Patient-Caregiver Loneliness Solutions (Research, Video 1:42)

If you are around terminally ill patients and their caregivers on a regular basis,
you may have noticed the following just as I have:

1)   Patients miss personal contact with friends and family who may not be able to visit them regularly, particularly if patients live at new locations such as nursing homes. Some may not visit because of transportation issues or because they find the idea of visiting a hospice patient in person too depressing. I had a patient once whose mother refused to visit him due to the neighborhood where the nursing home was located.

2)   Patients want to feel more empowered and in control of their lives. They want to be able to initiate interesting conversations about current events, recent stories about family and friends, and feel like they are making exciting contributions to conversations that welcome their input.

3)   Caregivers experience the loneliness of not being able to socialize with family and friends freely the way they did before they became responsible for someone terminally ill. Some friends and family may have stopped inviting them out because they think caregivers will probably not be available. Some may feel awkward talking to caregivers in person about their problems.

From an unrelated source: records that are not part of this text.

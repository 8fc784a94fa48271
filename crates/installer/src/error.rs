//! Fatal installer failures.
//!
//! Every variant aborts the workflow. The binary prints the message and exits
//! with a non-zero status; nothing is rolled back.

use std::path::PathBuf;

use thiserror::Error;

/// Errors that terminate an installation run.
#[derive(Error, Debug)]
pub enum InstallError {
    /// The chosen install directory could not be created.
    #[error("Error creating directory {}: {source}", .path.display())]
    CreateInstallDir {
        path: PathBuf,
        #[source]
        source: std::io::Error,
    },

    /// A previous clone could not be removed.
    #[error("Error removing existing repository at {}: {source}", .path.display())]
    RemoveExisting {
        path: PathBuf,
        #[source]
        source: std::io::Error,
    },

    /// `git clone` did not succeed.
    #[error("Failed to clone repository. Make sure git is installed. {detail}")]
    Clone { detail: String },

    /// Container runtime missing or its daemon unreachable.
    #[error("Docker is not available; install it and start the daemon, then re-run the installer")]
    RuntimeUnavailable,

    /// The mode-selected configuration file does not ship in the clone.
    #[error("Configuration file not found at {}", .0.display())]
    ConfigMissing(PathBuf),

    /// The configuration file could not be read.
    #[error("Failed to read configuration {}: {source}", .path.display())]
    ConfigRead {
        path: PathBuf,
        #[source]
        source: std::io::Error,
    },

    /// The configuration file is not valid JSON.
    #[error("Failed to parse configuration {}: {source}", .path.display())]
    ConfigParse {
        path: PathBuf,
        #[source]
        source: serde_json::Error,
    },

    /// The configuration file parsed, but not as a JSON object.
    #[error("Failed to update configuration {}: top-level value is not a JSON object", .0.display())]
    ConfigNotObject(PathBuf),

    /// The updated configuration could not be serialized.
    #[error("Failed to render configuration {}: {source}", .path.display())]
    ConfigRender {
        path: PathBuf,
        #[source]
        source: serde_json::Error,
    },

    /// The updated configuration could not be written back.
    #[error("Failed to update configuration {}: {source}", .path.display())]
    ConfigWrite {
        path: PathBuf,
        #[source]
        source: std::io::Error,
    },

    /// A lifecycle script whose failure policy is abort exited non-zero.
    #[error("{script} failed")]
    ScriptFailed { script: String },

    /// A program could not be started at all.
    #[error("Failed to run {program}: {source}")]
    Spawn {
        program: String,
        #[source]
        source: std::io::Error,
    },

    /// Reading operator input failed (closed terminal, interrupted read).
    #[error("Failed to read input: {0}")]
    Prompt(String),
}

/// Result alias used by every installer stage.
pub type Result<T, E = InstallError> = std::result::Result<T, E>;
//! Worker lifecycle scripts.
//!
//! The scripts run in a fixed order from the repository root, each attached
//! to the operator's terminal. What happens when one fails is a property of
//! the step, not of the loop that runs them.

use std::path::Path;

use tracing::{info, warn};

use crate::config::{InstallMode, InstallerSettings};
use crate::error::{InstallError, Result};
use crate::exec::{CommandRunner, ExecMode, Invocation};
use crate::ui;

/// What a failed step does to the rest of the sequence.
#[derive(Debug, Clone, Copy, PartialEq, Eq)]
pub enum FailurePolicy {
    /// Stop the installation.
    Abort,
    /// Print a warning with this reason and carry on.
    Warn(&'static str),
}

/// One script in the sequence.
#[derive(Debug, Clone, Copy, PartialEq, Eq)]
pub struct LifecycleStep {
    /// Script file name, relative to the repository root.
    pub script: &'static str,
    pub on_failure: FailurePolicy,
}

/// Build, setup, stop, start. Stopping a worker that never ran is expected
/// to fail on a fresh host, so only that step is tolerated.
pub const LIFECYCLE_STEPS: [LifecycleStep; 4] = [
    LifecycleStep {
        script: "build-worker.sh",
        on_failure: FailurePolicy::Abort,
    },
    LifecycleStep {
        script: "setup-worker.sh",
        on_failure: FailurePolicy::Abort,
    },
    LifecycleStep {
        script: "stop-worker.sh",
        on_failure: FailurePolicy::Warn("worker may not have been running"),
    },
    LifecycleStep {
        script: "start-worker.sh",
        on_failure: FailurePolicy::Abort,
    },
];

/// Outcome of a completed sequence.
#[derive(Debug, Clone, Default, PartialEq, Eq)]
pub struct LifecycleReport {
    /// Scripts that ran, in order.
    pub completed: Vec<&'static str>,
    /// Scripts that failed under a `Warn` policy.
    pub warnings: Vec<&'static str>,
}

/// Runs the lifecycle scripts.
pub struct Lifecycle<'a> {
    runner: &'a dyn CommandRunner,
    settings: &'a InstallerSettings,
    steps: &'a [LifecycleStep],
}

impl<'a> Lifecycle<'a> {
    #[must_use]
    pub fn new(runner: &'a dyn CommandRunner, settings: &'a InstallerSettings) -> Self {
        Self {
            runner,
            settings,
            steps: &LIFECYCLE_STEPS,
        }
    }

    /// Replace the step table.
    #[must_use]
    pub fn with_steps(mut self, steps: &'a [LifecycleStep]) -> Self {
        self.steps = steps;
        self
    }

    /// Run every step in order under its failure policy.
    ///
    /// # Errors
    ///
    /// Returns [`InstallError::ScriptFailed`] for the first `Abort` step that
    /// fails or cannot be started; later steps are not run.
    pub fn run_sequence(&self, repo_path: &Path, mode: InstallMode) -> Result<LifecycleReport> {
        if let Some((key, value)) = mode.stage_env() {
            ui::print_info(&format!("Running in DEV mode ({key}={value})"));
        }

        let mut report = LifecycleReport::default();

        for step in self.steps {
            ui::print_section(&format!("Running {}...", step.script));

            let mut invocation = Invocation::new(&self.settings.script_shell)
                .arg(format!("./{}", step.script))
                .current_dir(repo_path);
            if let Some((key, value)) = mode.stage_env() {
                invocation = invocation.env(key, value);
            }

            let succeeded = match self.runner.run(&invocation, ExecMode::Interactive) {
                Ok(outcome) => outcome.success,
                Err(err) => {
                    warn!(script = step.script, error = %err, "Script could not be started");
                    false
                }
            };

            if succeeded {
                info!(script = step.script, "Lifecycle script finished");
                report.completed.push(step.script);
                continue;
            }

            match step.on_failure {
                FailurePolicy::Abort => {
                    return Err(InstallError::ScriptFailed {
                        script: step.script.to_string(),
                    });
                }
                FailurePolicy::Warn(reason) => {
                    warn!(script = step.script, reason, "Lifecycle script failed, continuing");
                    ui::print_warning(&format!("{} failed ({reason})", step.script));
                    report.completed.push(step.script);
                    report.warnings.push(step.script);
                }
            }
        }

        Ok(report)
    }
}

4)   Caregivers often feel stressed out spending so much time being caregivers, often with few outlets for outside communication. They can benefit from stimulation beyond their caregiving world and feel like life isn’t passing them by.

Research often validates what we already observe simply from living life.
When I ran across loneliness research comparing the loneliness experiences of the dying, their caregivers, and the general population, I began drawing my own conclusions based on my own observations. The Institute for the Study and Treatment of Psychosocial Stress in Toronto, Ontario, Canada performed research involving 37 dying cancer patients, 78 caregivers and 128 participants from the general population. All responded anonymously to a 30-item questionnaire describing their experience of loneliness.
Results indicated that dying patients and their caregivers had significantly higher scores than the general population did. These results are another wake-up call emphasizing the importance of supporting patients and caregivers. The average person can help patients and caregivers in several ways:
1)   Offer to assist a patient and caregiver by temporarily relieving some of their burden physically or financially.
2)   Share uplifting activities with them. Welcome their input in conversations.
3)   Keep them informed about services that can help them. Aid them in getting the services.
4)   Be a good listener and offer encouragement.

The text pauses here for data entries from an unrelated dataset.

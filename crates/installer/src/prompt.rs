//! Interactive path collection.
//!
//! Each routine is a small bounded loop over a [`Prompter`]. The terminal
//! implementation uses `dialoguer`; tests drive the same routines with
//! scripted answers.

use std::path::{Path, PathBuf};

use dialoguer::{theme::ColorfulTheme, Confirm, Input};
use tracing::{debug, info};

use crate::error::{InstallError, Result};
use crate::paths;
use crate::ui;

/// Suggested movie collection, relative to the library.
pub const DEFAULT_MOVIE_COLLECTION: &str = "Movies";
/// Suggested TV collection, relative to the library.
pub const DEFAULT_TV_COLLECTION: &str = "TV";

/// Source of operator answers.
pub trait Prompter {
    /// Ask for a line of text. Returns it trimmed; empty input is allowed.
    ///
    /// # Errors
    ///
    /// Returns [`InstallError::Prompt`] if input cannot be read.
    fn input(&self, prompt: &str) -> Result<String>;

    /// Ask a yes/no question. Anything but an explicit yes is `false`.
    ///
    /// # Errors
    ///
    /// Returns [`InstallError::Prompt`] if input cannot be read.
    fn confirm(&self, prompt: &str) -> Result<bool>;
}

/// Prompts on the controlling terminal.
pub struct TerminalPrompter {
    theme: ColorfulTheme,
}

impl TerminalPrompter {
    #[must_use]
    pub fn new() -> Self {
        Self {
            theme: ColorfulTheme::default(),
        }
    }
}

impl Default for TerminalPrompter {
    fn default() -> Self {
        Self::new()
    }
}

impl Prompter for TerminalPrompter {
    fn input(&self, prompt: &str) -> Result<String> {
        let answer: String = Input::with_theme(&self.theme)
            .with_prompt(prompt)
            .allow_empty(true)
            .interact_text()
            .map_err(|e| InstallError::Prompt(e.to_string()))?;
        Ok(answer.trim().to_string())
    }

    fn confirm(&self, prompt: &str) -> Result<bool> {
        Confirm::with_theme(&self.theme)
            .with_prompt(prompt)
            .default(false)
            .wait_for_newline(true)
            .interact()
            .map_err(|e| InstallError::Prompt(e.to_string()))
    }
}

/// Collects the paths an installation needs.
pub struct PathCollector<'a> {
    prompter: &'a dyn Prompter,
    /// Default install directory and base for relative input.
    cwd: PathBuf,
}

impl<'a> PathCollector<'a> {
    #[must_use]
    pub fn new(prompter: &'a dyn Prompter, cwd: PathBuf) -> Self {
        Self { prompter, cwd }
    }

    /// Ask where to install. Empty input means the current directory.
    ///
    /// A directory that does not exist yet is created.
    ///
    /// # Errors
    ///
    /// Returns [`InstallError::CreateInstallDir`] if the directory cannot be
    /// created.
    pub fn install_path(&self) -> Result<PathBuf> {
        ui::print_heading("Installation Path");
        ui::print_info(&format!("Default: {}", self.cwd.display()));

        let answer = self
            .prompter
            .input("Enter installation path (press Enter for current folder)")?;

        if answer.is_empty() {
            debug!(path = %self.cwd.display(), "Using current directory as install path");
            return Ok(self.cwd.clone());
        }

        let install_path = paths::absolutize(&paths::expand_user(&answer), &self.cwd);

        if !install_path.exists() {
            std::fs::create_dir_all(&install_path).map_err(|source| {
                InstallError::CreateInstallDir {
                    path: install_path.clone(),
                    source,
                }
            })?;
            ui::print_success(&format!("Created directory: {}", install_path.display()));
            info!(path = %install_path.display(), "Created install directory");
        }

        Ok(install_path)
    }

    /// Ask for the media library root until an answer is accepted.
    ///
    /// Empty answers are rejected. A path that does not exist is accepted only
    /// after explicit confirmation; declining asks for the path again.
    ///
    /// # Errors
    ///
    /// Returns [`InstallError::Prompt`] if input cannot be read.
    pub fn library_path(&self) -> Result<String> {
        ui::print_heading("Movie Library Path");
        println!("Please provide the full absolute path to your movie library.");
        println!();
        println!("Examples:");
        ui::print_list_item("Windows (external drive): /e/Library");
        ui::print_list_item("Windows (local folder):   /c/Users/yourusername/Videos/Library");
        ui::print_list_item("macOS (external drive):   /Volumes/DRIVE_NAME/Library");
        ui::print_list_item("macOS (local folder):     /Users/yourusername/Movies/Library");

        loop {
            let answer = self
                .prompter
                .input("Enter full absolute path to movie library")?;

            if answer.is_empty() {
                ui::print_error("Library path cannot be empty.");
                continue;
            }

            let library_path = paths::expand_user(&answer);

            if !self.resolve(&library_path).exists() {
                let proceed = self.prompter.confirm(&format!(
                    "WARNING: Path '{}' does not exist. Continue anyway?",
                    library_path.display()
                ))?;
                if !proceed {
                    debug!(path = %library_path.display(), "Nonexistent library path declined");
                    continue;
                }
            }

            return Ok(library_path.to_string_lossy().into_owned());
        }
    }

    /// Ask for a collection inside the library, offering a suggestion.
    ///
    /// Empty input takes the suggestion; anything else is used verbatim.
    ///
    /// # Errors
    ///
    /// Returns [`InstallError::Prompt`] if input cannot be read.
    pub fn collection_path(&self, collection: &str, suggested: &str) -> Result<String> {
        ui::print_heading(&format!("{collection} Collection Path"));
        println!(
            "Enter the path of the {} collection within the library folder.",
            collection.to_lowercase()
        );
        ui::print_info(&format!("Suggested: {suggested}"));

        let answer = self
            .prompter
            .input(&format!("Enter path (press Enter for '{suggested}')"))?;

        if answer.is_empty() {
            Ok(suggested.to_string())
        } else {
            Ok(answer)
        }
    }

    fn resolve(&self, path: &Path) -> PathBuf {
        self.cwd.join(path)
    }
}

#[cfg(test)]
mod tests {
    use super::*;
    use crate::testing::ScriptedPrompter;

    #[test]
    fn test_empty_install_path_uses_cwd() {
        let cwd = tempfile::tempdir().unwrap();
        let prompter = ScriptedPrompter::new([""]);
        let collector = PathCollector::new(&prompter, cwd.path().to_path_buf());

        assert_eq!(collector.install_path().unwrap(), cwd.path());
    }

    #[test]
    fn test_relative_install_path_is_created_under_cwd() {
        let cwd = tempfile::tempdir().unwrap();
        let prompter = ScriptedPrompter::new(["nested/worker"]);
        let collector = PathCollector::new(&prompter, cwd.path().to_path_buf());

        let path = collector.install_path().unwrap();
        assert_eq!(path, cwd.path().join("nested").join("worker"));
        assert!(path.is_dir());
    }

    #[cfg(unix)]
    #[test]
    fn test_install_path_creation_failure() {
        let cwd = tempfile::tempdir().unwrap();
        let blocker = cwd.path().join("file");
        std::fs::write(&blocker, "not a dir").unwrap();
        let prompter = ScriptedPrompter::new(["file/sub"]);
        let collector = PathCollector::new(&prompter, cwd.path().to_path_buf());

        let err = collector.install_path().unwrap_err();
        assert!(matches!(err, InstallError::CreateInstallDir { .. }));
    }

    #[test]
    fn test_library_path_rejects_empty_then_accepts_existing() {
        let library = tempfile::tempdir().unwrap();
        let library_str = library.path().to_string_lossy().into_owned();
        let prompter = ScriptedPrompter::new(["", library_str.as_str()]);
        let collector = PathCollector::new(&prompter, library.path().to_path_buf());

        assert_eq!(collector.library_path().unwrap(), library_str);
        assert_eq!(prompter.confirmations_asked(), 0);
    }

    #[test]
    fn test_declined_missing_library_path_reprompts_for_path() {
        let cwd = tempfile::tempdir().unwrap();
        let missing = cwd.path().join("missing").to_string_lossy().into_owned();
        let existing = cwd.path().to_string_lossy().into_owned();
        let prompter = ScriptedPrompter::new([missing.as_str(), existing.as_str()])
            .with_confirmations([false]);
        let collector = PathCollector::new(&prompter, cwd.path().to_path_buf());

        let accepted = collector.library_path().unwrap();
        assert_eq!(accepted, existing);
        assert_ne!(accepted, missing);
        assert_eq!(prompter.inputs_asked(), 2);
        assert_eq!(prompter.confirmations_asked(), 1);
    }

    #[test]
    fn test_confirmed_missing_library_path_is_accepted() {
        let cwd = tempfile::tempdir().unwrap();
        let missing = cwd.path().join("offline-drive").to_string_lossy().into_owned();
        let prompter = ScriptedPrompter::new([missing.as_str()]).with_confirmations([true]);
        let collector = PathCollector::new(&prompter, cwd.path().to_path_buf());

        assert_eq!(collector.library_path().unwrap(), missing);
    }

    #[test]
    fn test_collection_path_default_and_override() {
        let cwd = tempfile::tempdir().unwrap();
        let prompter = ScriptedPrompter::new(["", "Shows/Series"]);
        let collector = PathCollector::new(&prompter, cwd.path().to_path_buf());

        assert_eq!(
            collector
                .collection_path("Movie", DEFAULT_MOVIE_COLLECTION)
                .unwrap(),
            "Movies"
        );
        assert_eq!(
            collector
                .collection_path("TV Show", DEFAULT_TV_COLLECTION)
                .unwrap(),
            "Shows/Series"
        );
    }

    #[test]
    fn test_exhausted_input_is_prompt_error() {
        let cwd = tempfile::tempdir().unwrap();
        let prompter = ScriptedPrompter::new([""]);
        let collector = PathCollector::new(&prompter, cwd.path().to_path_buf());

        let err = collector.library_path().unwrap_err();
        assert!(matches!(err, InstallError::Prompt(_)));
    }
}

This video titled I Feel Socially Isolated: Caregiver Confessions with Leeza Gibbons gives more loneliness solutions that can benefit the patient-caregiver experience:

Frances Shani Parker, Author
Becoming Dead Right: A Hospice Volunteer in Urban Nursing Homes is available in paperback at many booksellers and in e-book form at Amazon and Barnes and Noble booksellers.


  1. This is some good information, most do not think how lonely the person is in the facility, they need more than just nurses around them.

  2. You are so right. No matter where the older adult patients live, many of their friends have died or can no longer visit them on their own. Unfortunately, some people purposely avoid caregivers because they find their situations depressing. Lots of people, even strangers, visit them during the holidays. But patients and caregivers need more support than that, especially when they are living daily with significant stress.


  3. Being social is not only good for the caregiver and patient to not feel isolated but it's been shown to be helpful for the patient's physical health as well. Researchers at Rush University Medical Center’s Alzheimer’s Disease Center in Chicago examined the relationship between social networks and Alzheimer’s disease pathology. They found that seniors with larger social networks exhibited fewer effects from the markers of Alzheimer’s disease – tangles and plaques – than those with smaller social networks.

  4. Interesting research that makes perfect sense. What I like about research is that it often validates what we already suspect. Thanks for sharing.